Diğer taraftan, 2019 yılında doğum yapan annelerin %2,4’ünün okuma yazma bilmediği, %7,4’ünün okuma yazma bildiği fakat bir okul bitirmediği, %8,7’sinin ilkokul mezunu olduğu görülürken, 2020 yılında bu oranların sırasıyla %1,9’a, %6,4’e ve %6,8’e düştüğü görüldü.
Annenin eğitim durumu, 2019, 2020
Kaynak: TÜİK, Doğum İstatistikleri, 2019, 2020
Kadınlarda ortalama ilk evlenme yaşı yükseldi
İlk evlilik yaşının doğumlar üzerinde önemli bir etkisi olup daha erken yaşlarda evlenen kadınların ortalama olarak daha fazla çocuk sahibi olma potansiyeli bulunmakta, bu da genellikle yaşam boyunca daha fazla sayıda doğuma yol açabilmektedir. Kadınlarda 2015 yılında 24,4 olan ortalama ilk evlenme yaşı 2020 yılında 25,1’e yükseldi.
Resmi kız çocuk evlilikleri azaldı
Evlenme istatistiklerine göre; 16-17 yaş grubunda olan kız çocuklarının resmi evlenmelerinin toplam resmi evlenmeler içindeki oranı 2010 yılında %7,8 iken 2020 yılında %2,7’ye düştü.

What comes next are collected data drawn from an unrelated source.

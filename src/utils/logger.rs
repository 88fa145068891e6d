use crate::config::{LogFormat, LoggingConfig};
use tracing_subscriber::{layer::SubscriberExt, util::SubscriberInitExt, EnvFilter, Layer};

/// 安裝全域 subscriber；`RUST_LOG` 優先於配置的等級。重複呼叫時回傳 false。
pub fn init_logger(config: &LoggingConfig) -> bool {
    let filter = EnvFilter::try_from_default_env()
        .unwrap_or_else(|_| EnvFilter::new(&config.level));

    let layer = tracing_subscriber::fmt::layer()
        .with_target(false)
        .with_thread_ids(false)
        .with_file(false)
        .with_line_number(false);

    let fmt_layer = match config.format {
        LogFormat::Compact => layer.compact().boxed(),
        LogFormat::Json => layer.json().boxed(),
    };

    tracing_subscriber::registry()
        .with(filter)
        .with(fmt_layer)
        .try_init()
        .is_ok()
}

16-17 yaş arasında evlenen kız çocuklarının toplam evlenmeler içindeki oranı, 2002-2020
Kaynak: TÜİK, Evlenme İstatistikleri, 2002-2020
Yaş grubu 20-24 olan evli kadınların %4,6’sı 18 yaşından önce evlendi
Birleşmiş Milletler İstatistik Komisyonu tarafından 2013 yılında kabul edilen “Birleşmiş Milletler Toplumsal Cinsiyet Göstergeleri 52 Minimum Gösterge Seti”nde yer alan göstergelerden biri olan “20-24 yaş grubunda olup 18 yaşından önce evlenen kadınların oranı” 2010 yılında %8,2 iken 2020 yılında %4,6 oldu.
Bu konu ile ilgili bir sonraki haber bülteninin yayımlanma tarihi Temmuz 2022’dir.